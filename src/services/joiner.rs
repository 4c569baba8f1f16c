//! Membership joiner
//!
//! Admits users into groups. Admission is idempotent: a user who already
//! belongs to the group gets `JoinOutcome::AlreadyMember`, never an error.

use std::sync::Arc;

use chrono::{DateTime, Utc};
use tracing::{debug, info, warn};
use uuid::Uuid;

use crate::config::InvitesConfig;
use crate::database::GroupStore;
use crate::models::{InviteCredentials, JoinOutcome, MemberRole, NewMembership};
use crate::services::verifier::InviteVerifier;
use crate::utils::errors::{Result, StoreError, TrackerError};
use crate::utils::helpers::normalize_join_code;
use crate::utils::logging::log_group_event;

#[derive(Clone)]
pub struct MembershipJoiner {
    store: Arc<dyn GroupStore>,
    verifier: InviteVerifier,
    config: InvitesConfig,
}

impl MembershipJoiner {
    pub fn new(store: Arc<dyn GroupStore>, verifier: InviteVerifier, config: InvitesConfig) -> Self {
        Self { store, verifier, config }
    }

    pub async fn join(&self, group_id: Uuid, user_id: Uuid) -> Result<JoinOutcome> {
        self.join_at(group_id, user_id, Utc::now()).await
    }

    /// Admit `user_id` as a member of `group_id`.
    ///
    /// The existence check only short-cuts the common case; the store's
    /// `(group_id, user_id)` uniqueness decides races.
    pub async fn join_at(&self, group_id: Uuid, user_id: Uuid, now: DateTime<Utc>) -> Result<JoinOutcome> {
        if self.store.find_group(group_id).await?.is_none() {
            return Err(TrackerError::GroupNotFound { group_id });
        }

        if let Some(existing) = self.store.find_membership(group_id, user_id).await? {
            debug!(group_id = %group_id, user_id = %user_id, "User is already a member");
            return Ok(JoinOutcome::AlreadyMember(existing));
        }

        if !self.store.user_exists(user_id).await? {
            warn!(group_id = %group_id, user_id = %user_id, "Join attempted without a user profile");
            return Err(TrackerError::UserNotFound { user_id });
        }

        let membership = NewMembership {
            group_id,
            user_id,
            role: MemberRole::Member,
            joined_at: now,
        };

        match self.store.insert_membership(&membership).await {
            Ok(created) => {
                log_group_event(group_id, "member_joined", Some(user_id), None);
                Ok(JoinOutcome::Joined(created))
            }
            Err(StoreError::DuplicateMembership) => {
                debug!(group_id = %group_id, user_id = %user_id, "Concurrent join won the race");
                let existing = self
                    .store
                    .find_membership(group_id, user_id)
                    .await?
                    .ok_or(TrackerError::MembershipNotFound { group_id, user_id })?;
                Ok(JoinOutcome::AlreadyMember(existing))
            }
            Err(StoreError::NotFound) => {
                // Group or profile deleted between the lookups and the insert
                if self.store.find_group(group_id).await?.is_none() {
                    Err(TrackerError::GroupNotFound { group_id })
                } else {
                    Err(TrackerError::UserNotFound { user_id })
                }
            }
            Err(e) => Err(e.into()),
        }
    }

    /// Verify the presented pair, then admit the user
    pub async fn join_with_invite(
        &self,
        join_code: &str,
        invite_token: &str,
        user_id: Uuid,
    ) -> Result<JoinOutcome> {
        let credentials = InviteCredentials::new(join_code, invite_token)?;
        self.join_with_credentials_at(&credentials, user_id, Utc::now()).await
    }

    pub async fn join_with_credentials_at(
        &self,
        credentials: &InviteCredentials,
        user_id: Uuid,
        now: DateTime<Utc>,
    ) -> Result<JoinOutcome> {
        let verified = self.verifier.verify_credentials_at(credentials, now).await?;
        let outcome = self.join_at(verified.group_id, user_id, now).await?;
        info!(group_id = %verified.group_id, user_id = %user_id, outcome = outcome.code(), "Invite join completed");
        Ok(outcome)
    }

    /// Legacy admission by join code alone, without token or expiry checks.
    /// Disabled unless `invites.allow_code_only_join` is set.
    pub async fn join_by_code(&self, join_code: &str, user_id: Uuid) -> Result<JoinOutcome> {
        if !self.config.allow_code_only_join {
            warn!(user_id = %user_id, "Rejected code-only join while disabled");
            return Err(TrackerError::PermissionDenied(
                "Joining by code alone is disabled; use an invite link".to_string(),
            ));
        }

        let join_code = normalize_join_code(join_code);
        if join_code.is_empty() {
            return Err(TrackerError::InvalidInput("Join code is required".to_string()));
        }

        let group = self
            .store
            .find_group_by_join_code(&join_code)
            .await?
            .ok_or(TrackerError::InvalidCredential)?;

        self.join(group.id, user_id).await
    }
}
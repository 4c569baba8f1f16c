//! In-process store
//!
//! Keeps every table in one lock so the uniqueness rules hold under
//! concurrent requests exactly as the database constraints do.

use std::collections::HashMap;

use async_trait::async_trait;
use chrono::Utc;
use tokio::sync::RwLock;
use uuid::Uuid;

use crate::database::store::GroupStore;
use crate::models::{
    CreateUserRequest, Group, InviteRotation, MemberRole, Membership, NewGroup, NewMembership, User,
};
use crate::utils::errors::{StoreError, StoreResult};

#[derive(Debug, Default)]
struct Tables {
    users: HashMap<Uuid, User>,
    groups: HashMap<Uuid, Group>,
    memberships: HashMap<(Uuid, Uuid), Membership>,
}

impl Tables {
    fn insert_group(&mut self, group: &NewGroup) -> StoreResult<Group> {
        if !self.users.contains_key(&group.created_by) {
            return Err(StoreError::NotFound);
        }
        if self.groups.contains_key(&group.id) {
            return Err(StoreError::DuplicateGroup);
        }
        if self.groups.values().any(|existing| existing.join_code == group.join_code) {
            return Err(StoreError::DuplicateJoinCode);
        }

        let created = group.clone().into_group();
        self.groups.insert(created.id, created.clone());
        Ok(created)
    }

    fn insert_membership(&mut self, membership: &NewMembership) -> StoreResult<Membership> {
        if !self.groups.contains_key(&membership.group_id)
            || !self.users.contains_key(&membership.user_id)
        {
            return Err(StoreError::NotFound);
        }

        let key = (membership.group_id, membership.user_id);
        if self.memberships.contains_key(&key) {
            return Err(StoreError::DuplicateMembership);
        }

        let created = membership.clone().into_membership();
        self.memberships.insert(key, created.clone());
        Ok(created)
    }
}

/// [`GroupStore`] backed by in-memory tables
#[derive(Debug, Default)]
pub struct MemoryStore {
    tables: RwLock<Tables>,
}

impl MemoryStore {
    pub fn new() -> Self {
        Self::default()
    }

    /// Register a user profile, as the identity provider would on first sign-in
    pub async fn create_user(&self, request: CreateUserRequest) -> User {
        let user = User {
            id: request.id,
            username: request.username,
            full_name: request.full_name,
            created_at: Utc::now(),
        };

        let mut tables = self.tables.write().await;
        tables.users.entry(user.id).or_insert(user).clone()
    }

    pub async fn group_count(&self) -> usize {
        self.tables.read().await.groups.len()
    }

    pub async fn membership_count(&self) -> usize {
        self.tables.read().await.memberships.len()
    }
}

#[async_trait]
impl GroupStore for MemoryStore {
    async fn user_exists(&self, user_id: Uuid) -> StoreResult<bool> {
        Ok(self.tables.read().await.users.contains_key(&user_id))
    }

    async fn insert_group(&self, group: &NewGroup) -> StoreResult<Group> {
        self.tables.write().await.insert_group(group)
    }

    async fn delete_group(&self, group_id: Uuid) -> StoreResult<()> {
        let mut tables = self.tables.write().await;
        tables.groups.remove(&group_id);
        tables.memberships.retain(|(member_group, _), _| *member_group != group_id);
        Ok(())
    }

    async fn find_group(&self, group_id: Uuid) -> StoreResult<Option<Group>> {
        Ok(self.tables.read().await.groups.get(&group_id).cloned())
    }

    async fn find_group_by_join_code(&self, join_code: &str) -> StoreResult<Option<Group>> {
        let tables = self.tables.read().await;
        Ok(tables
            .groups
            .values()
            .find(|group| group.join_code == join_code)
            .cloned())
    }

    async fn find_group_by_credentials(
        &self,
        join_code: &str,
        invite_token: &str,
    ) -> StoreResult<Option<Group>> {
        let tables = self.tables.read().await;
        Ok(tables
            .groups
            .values()
            .find(|group| group.has_credentials(join_code, invite_token))
            .cloned())
    }

    async fn rotate_invite(
        &self,
        group_id: Uuid,
        rotation: &InviteRotation,
    ) -> StoreResult<Option<Group>> {
        let mut tables = self.tables.write().await;
        Ok(tables.groups.get_mut(&group_id).map(|group| {
            group.invite_token = rotation.invite_token.clone();
            group.invite_token_expires_at = rotation.invite_token_expires_at;
            group.clone()
        }))
    }

    async fn find_membership(&self, group_id: Uuid, user_id: Uuid) -> StoreResult<Option<Membership>> {
        let tables = self.tables.read().await;
        Ok(tables.memberships.get(&(group_id, user_id)).cloned())
    }

    async fn insert_membership(&self, membership: &NewMembership) -> StoreResult<Membership> {
        self.tables.write().await.insert_membership(membership)
    }

    async fn list_memberships(&self, group_id: Uuid) -> StoreResult<Vec<Membership>> {
        let tables = self.tables.read().await;
        let mut members: Vec<Membership> = tables
            .memberships
            .values()
            .filter(|membership| membership.group_id == group_id)
            .cloned()
            .collect();
        members.sort_by_key(|membership| membership.joined_at);
        Ok(members)
    }

    async fn create_group_with_admin(&self, group: &NewGroup) -> StoreResult<(Group, Membership)> {
        let mut tables = self.tables.write().await;
        let created = tables.insert_group(group)?;

        let admin = NewMembership {
            group_id: created.id,
            user_id: created.created_by,
            role: MemberRole::Admin,
            joined_at: created.created_at,
        };

        match tables.insert_membership(&admin) {
            Ok(membership) => Ok((created, membership)),
            Err(e) => {
                tables.groups.remove(&created.id);
                Err(e)
            }
        }
    }
}
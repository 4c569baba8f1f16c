//! Database repositories module
//!
//! This module contains the PostgreSQL repository implementations

pub mod user;
pub mod group;
pub mod member;

// Re-export repositories
pub use user::UserRepository;
pub use group::GroupRepository;
pub use member::MemberRepository;

use crate::utils::errors::StoreError;

const GROUP_MEMBERS_PKEY: &str = "group_members_pkey";
const GAME_GROUPS_PKEY: &str = "game_groups_pkey";
const GAME_GROUPS_JOIN_CODE_KEY: &str = "game_groups_join_code_key";

/// Map constraint violations onto the store's typed errors
pub(crate) fn classify(error: sqlx::Error) -> StoreError {
    if let sqlx::Error::Database(db_error) = &error {
        if db_error.is_unique_violation() {
            match db_error.constraint() {
                Some(GROUP_MEMBERS_PKEY) => return StoreError::DuplicateMembership,
                Some(GAME_GROUPS_JOIN_CODE_KEY) => return StoreError::DuplicateJoinCode,
                Some(GAME_GROUPS_PKEY) => return StoreError::DuplicateGroup,
                _ => {}
            }
        }
        if db_error.is_foreign_key_violation() {
            return StoreError::NotFound;
        }
    }

    StoreError::Database(error)
}
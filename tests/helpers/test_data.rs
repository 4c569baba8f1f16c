//! Test data helpers
//!
//! Users, settings and store doubles shared by the integration tests.

use std::sync::atomic::{AtomicBool, AtomicU32, Ordering};
use std::sync::Arc;

use async_trait::async_trait;
use uuid::Uuid;

use MeepleLog::config::InvitesConfig;
use MeepleLog::database::{GroupStore, MemoryStore};
use MeepleLog::models::{
    CreateUserRequest, Group, InviteRotation, Membership, NewGroup, NewMembership,
};
use MeepleLog::services::{AuthContext, InviteService};
use MeepleLog::utils::errors::{StoreError, StoreResult};

/// Register a user in the memory store and return their auth context
pub async fn register_user(store: &MemoryStore, username: &str) -> AuthContext {
    let user = store
        .create_user(CreateUserRequest {
            id: Uuid::new_v4(),
            username: Some(username.to_string()),
            full_name: None,
        })
        .await;
    AuthContext::authenticated(user.id)
}

/// Memory store plus an invite service over it
pub fn memory_service(config: InvitesConfig) -> (Arc<MemoryStore>, InviteService) {
    let store = Arc::new(MemoryStore::new());
    let service = InviteService::new(store.clone(), config);
    (store, service)
}

/// Delegates every call to a [`MemoryStore`]; only overrides what a test needs.
/// It does not override `create_group_with_admin`, so issuing runs the
/// trait's compensating default.
pub struct FaultyStore {
    pub inner: Arc<MemoryStore>,
    /// Every membership insert fails
    pub fail_membership_insert: AtomicBool,
    /// Number of group inserts still to be rejected as join-code collisions
    pub join_code_collisions: AtomicU32,
    /// Next membership lookup pretends there is no row
    pub hide_membership_once: AtomicBool,
}

impl FaultyStore {
    pub fn new(inner: Arc<MemoryStore>) -> Self {
        Self {
            inner,
            fail_membership_insert: AtomicBool::new(false),
            join_code_collisions: AtomicU32::new(0),
            hide_membership_once: AtomicBool::new(false),
        }
    }
}

#[async_trait]
impl GroupStore for FaultyStore {
    async fn user_exists(&self, user_id: Uuid) -> StoreResult<bool> {
        self.inner.user_exists(user_id).await
    }

    async fn insert_group(&self, group: &NewGroup) -> StoreResult<Group> {
        let remaining = self.join_code_collisions.load(Ordering::SeqCst);
        if remaining > 0 {
            self.join_code_collisions.store(remaining - 1, Ordering::SeqCst);
            return Err(StoreError::DuplicateJoinCode);
        }
        self.inner.insert_group(group).await
    }

    async fn delete_group(&self, group_id: Uuid) -> StoreResult<()> {
        self.inner.delete_group(group_id).await
    }

    async fn find_group(&self, group_id: Uuid) -> StoreResult<Option<Group>> {
        self.inner.find_group(group_id).await
    }

    async fn find_group_by_join_code(&self, join_code: &str) -> StoreResult<Option<Group>> {
        self.inner.find_group_by_join_code(join_code).await
    }

    async fn find_group_by_credentials(
        &self,
        join_code: &str,
        invite_token: &str,
    ) -> StoreResult<Option<Group>> {
        self.inner.find_group_by_credentials(join_code, invite_token).await
    }

    async fn rotate_invite(
        &self,
        group_id: Uuid,
        rotation: &InviteRotation,
    ) -> StoreResult<Option<Group>> {
        self.inner.rotate_invite(group_id, rotation).await
    }

    async fn find_membership(&self, group_id: Uuid, user_id: Uuid) -> StoreResult<Option<Membership>> {
        if self.hide_membership_once.swap(false, Ordering::SeqCst) {
            return Ok(None);
        }
        self.inner.find_membership(group_id, user_id).await
    }

    async fn insert_membership(&self, membership: &NewMembership) -> StoreResult<Membership> {
        if self.fail_membership_insert.load(Ordering::SeqCst) {
            return Err(StoreError::Corrupt("injected membership failure".to_string()));
        }
        self.inner.insert_membership(membership).await
    }

    async fn list_memberships(&self, group_id: Uuid) -> StoreResult<Vec<Membership>> {
        self.inner.list_memberships(group_id).await
    }
}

**YOUR TASK**
Only lines holding the word "InvitesConfig" are wanted; copy each one from the listing.

**TASK RESPONSE**
use crate::config::InvitesConfig;
    config: InvitesConfig,
    pub fn new(store: Arc<dyn GroupStore>, verifier: InviteVerifier, config: InvitesConfig) -> Self {
use MeepleLog::config::InvitesConfig;
pub fn memory_service(config: InvitesConfig) -> (Arc<MemoryStore>, InviteService) {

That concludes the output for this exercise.